しかも、ワクチンは効果が数ヶ月から半年程度しか続かないという見方が強まっているのに、2回目接種から14日以上経過したことが確認されれば行動制限を緩和するというのは、あまりに非論理的・非科学的である。ワクチンを接種すれば未来永劫効果があるのならまだしも、時間が経過すれば効果が落ちていくのに、ワクチンパスポートの有効期限がないというのは、もはや笑い話でしかない。
それでもワクチン接種の有無で行動制限の緩和の是非を判断するのは、①PCR検査や医療体制の整備よりもワクチン接種を最優先にし、ワクチンに巨額の税金を投入してきた政府の方針を自己正当化するため②ワクチンパスポートなど巨額の税金をつぎ込む「ワクチン利権」の分配が水面化で固まっているためーーという歪んだ動機しか私には思いつかない。
政府の官僚や専門家たちがこんな非論理的・非科学的な政策を容認しているのだから、この国の行政は完全崩壊しているといえるだろう。
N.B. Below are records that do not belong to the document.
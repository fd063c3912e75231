use axum::{Router, routing::get};
use storage::Database;

use super::handlers::{athlete_analytics, team_analytics};

pub fn routes() -> Router<Database> {
    Router::new()
        .route("/athletes/:id/analytics", get(athlete_analytics))
        .route("/teams/:team_id/analytics", get(team_analytics))
}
官僚も専門家も論理崩壊でめちゃくちゃだ。
気になるのは、野党やマスコミも「ワクチンの限界」や「ワクチンと行動制限のリンク」について厳しく追及していないことである。その結果、「ワクチンを接種しているから感染したり感染させたりしないので安心」と信じている国民は少なくない。政府が発信する「フェイクニュース」をマスコミが流布し、野党が黙認しているという状況がずっと続いているのだ。
その一方で、政府寄りの専門家やマスコミはネット上でワクチンに関する「デマ」や「フェイクニュース」が飛び交っていると強調している。自分たちの非論理的・非科学的な説明を棚に上げて、ネット上のフェイクニュースをいくら叩いても説得力は皆無だ。
なぜこのような非科学的・非論理的な政策がまかりとおってしまうのか。
おそらく政府はコロナ対策の柱から「感染拡大防止」をおろしているのである。一定の感染拡大を容認し、医療体制の強化によって重症化や死亡を防ぐことに政策目的を変更しているのだ。
しかし、政府はそれを国民に明確にアナウンスしていない。国民の多くはコロナを怖がっており、一定の感染拡大を容認すると発信すれば、猛反発を受けることを恐れているのである。だからこそアナウンスなきまま、じわじわと「感染拡大防止」の政策目標をひっこめていくのだ。実に姑息な政治である。
その姑息な政治をマスコミはたたかない。マスコミも論理や科学を重視せず、ひたすら世の中の「ムード」で報道している。だから政府も論理や科学を重視しなくなったのだ。
コロナとワクチンの問題は、この国の政治と報道に「論理」がいかに欠如しているかを露呈させた。ワクチンは重症化を防ぐものであり、感染拡大防止の効果は不十分だ。ワクチン接種を条件に行動制限を緩和するのはまったくもって非論理的・非科学的であることを徹底追及しないのなら、野党やマスコミも政府の共犯であると指摘しておかねばならない。